====== DATA RECORDS
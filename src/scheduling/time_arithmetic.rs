//! Time-of-day arithmetic.
//!
//! This module converts "HH:MM" strings into minute offsets from the start
//! of a day and provides the half-open [`MinuteRange`] used for every
//! containment and overlap test in the engine. Intervals that stay open
//! past midnight are resolved pairwise: a close time earlier than its own
//! open time is moved into the next day.

use chrono::{NaiveTime, Timelike};
use serde::{Deserialize, Serialize};

use crate::error::{EngineError, EngineResult};
use crate::models::Interval;

/// Minutes in one day.
pub const MINUTES_PER_DAY: i32 = 24 * 60;

/// The role a time string plays within an interval.
///
/// A close time is only meaningful next to its sibling open time, so the
/// `Close` variant carries the already-resolved open offset.
#[derive(Debug, Clone, Copy, PartialEq, Eq)]
pub enum TimeContext {
    /// The time opens an interval.
    Open,
    /// The time closes an interval that opened at `open` minutes.
    Close {
        /// Minute offset of the paired open time.
        open: i32,
    },
}

/// Converts an "HH:MM" string to minutes since 00:00.
///
/// With [`TimeContext::Close`], a value strictly earlier than the paired
/// open time is interpreted as next-day and gains 24 hours; a close equal
/// to its open stays put and yields an empty range. "24:00" is accepted as
/// the end of the day, but only as a close time.
///
/// # Errors
///
/// Returns [`EngineError::InvalidTime`] when the string is not a valid
/// "HH:MM" time.
///
/// # Examples
///
/// ```
/// use booking_engine::scheduling::{time_to_minutes, TimeContext};
///
/// let open = time_to_minutes("22:00", TimeContext::Open).unwrap();
/// assert_eq!(open, 1320);
///
/// // "02:00" closing a 22:00 interval is four hours later, next day
/// let close = time_to_minutes("02:00", TimeContext::Close { open }).unwrap();
/// assert_eq!(close, open + 240);
///
/// // The same string as an open time is early morning
/// assert_eq!(time_to_minutes("02:00", TimeContext::Open).unwrap(), 120);
/// ```
pub fn time_to_minutes(time: &str, context: TimeContext) -> EngineResult<i32> {
    let minutes = parse_hhmm(time, context).ok_or_else(|| EngineError::InvalidTime {
        value: time.to_string(),
    })?;

    Ok(match context {
        TimeContext::Open => minutes,
        TimeContext::Close { open } if minutes < open => minutes + MINUTES_PER_DAY,
        TimeContext::Close { .. } => minutes,
    })
}

fn parse_hhmm(time: &str, context: TimeContext) -> Option<i32> {
    let time = time.trim();
    // chrono accepts a single minute digit; "HH:MM" requires two
    if !time.split_once(':').is_some_and(|(_, minutes)| minutes.len() == 2) {
        return None;
    }
    if time == "24:00" {
        return matches!(context, TimeContext::Close { .. }).then_some(MINUTES_PER_DAY);
    }

    let parsed = NaiveTime::parse_from_str(time, "%H:%M").ok()?;
    i32::try_from(parsed.hour() * 60 + parsed.minute()).ok()
}

/// Formats a minute offset as "HH:MM", wrapping offsets past midnight.
///
/// # Examples
///
/// ```
/// use booking_engine::scheduling::minutes_to_time;
///
/// assert_eq!(minutes_to_time(570), "09:30");
/// assert_eq!(minutes_to_time(1500), "01:00");
/// ```
pub fn minutes_to_time(minutes: i32) -> String {
    let wrapped = minutes.rem_euclid(MINUTES_PER_DAY).unsigned_abs();
    NaiveTime::from_hms_opt(wrapped / 60, wrapped % 60, 0)
        .map(|time| time.format("%H:%M").to_string())
        .unwrap_or_default()
}

/// A half-open range of minutes, `[start, end)`.
///
/// Offsets are relative to the start of a reference day and may fall
/// outside `0..1440` when a range belongs to a neighbouring day.
#[derive(Debug, Clone, Copy, PartialEq, Eq, Serialize, Deserialize)]
pub struct MinuteRange {
    /// First minute of the range.
    pub start: i32,
    /// First minute after the range.
    pub end: i32,
}

impl MinuteRange {
    /// Creates a range from `start` lasting `duration` minutes.
    ///
    /// The end saturates at `i32::MAX`, so an oversized duration produces a
    /// range that no interval can contain.
    pub fn starting_at(start: i32, duration: u32) -> Self {
        let end = i64::from(start) + i64::from(duration);
        Self {
            start,
            end: i32::try_from(end).unwrap_or(i32::MAX),
        }
    }

    /// Length of the range in minutes; zero or negative for empty ranges.
    pub fn len(&self) -> i32 {
        self.end - self.start
    }

    /// Returns true when the range covers no time.
    pub fn is_empty(&self) -> bool {
        self.end <= self.start
    }

    /// Returns true when the two ranges share any minute.
    ///
    /// Touching endpoints do not overlap: `[540, 600)` and `[600, 660)`
    /// are back-to-back.
    pub fn overlaps(&self, other: &MinuteRange) -> bool {
        self.start < other.end && other.start < self.end
    }

    /// Returns true when `other` lies entirely within this range.
    pub fn contains(&self, other: &MinuteRange) -> bool {
        self.start <= other.start && other.end <= self.end
    }

    /// Returns the range moved by `days` whole days.
    pub fn shifted_days(&self, days: i32) -> Self {
        Self {
            start: self.start + days * MINUTES_PER_DAY,
            end: self.end + days * MINUTES_PER_DAY,
        }
    }
}

/// Resolves an interval into a minute range, handling midnight crossing.
///
/// An interval whose open equals its close resolves to an empty range.
///
/// # Errors
///
/// Returns [`EngineError::InvalidTime`] when either endpoint is malformed.
pub fn interval_to_range(interval: &Interval) -> EngineResult<MinuteRange> {
    time_range(&interval.open, &interval.close)
}

/// Resolves a start/end pair of "HH:MM" strings into a minute range.
pub fn time_range(start: &str, end: &str) -> EngineResult<MinuteRange> {
    let open = time_to_minutes(start, TimeContext::Open)?;
    let close = time_to_minutes(end, TimeContext::Close { open })?;
    Ok(MinuteRange { start: open, end: close })
}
============
Please give only the count of lines above containing "PartialEq".

→ ANSWER TO THIS PROBLEM
2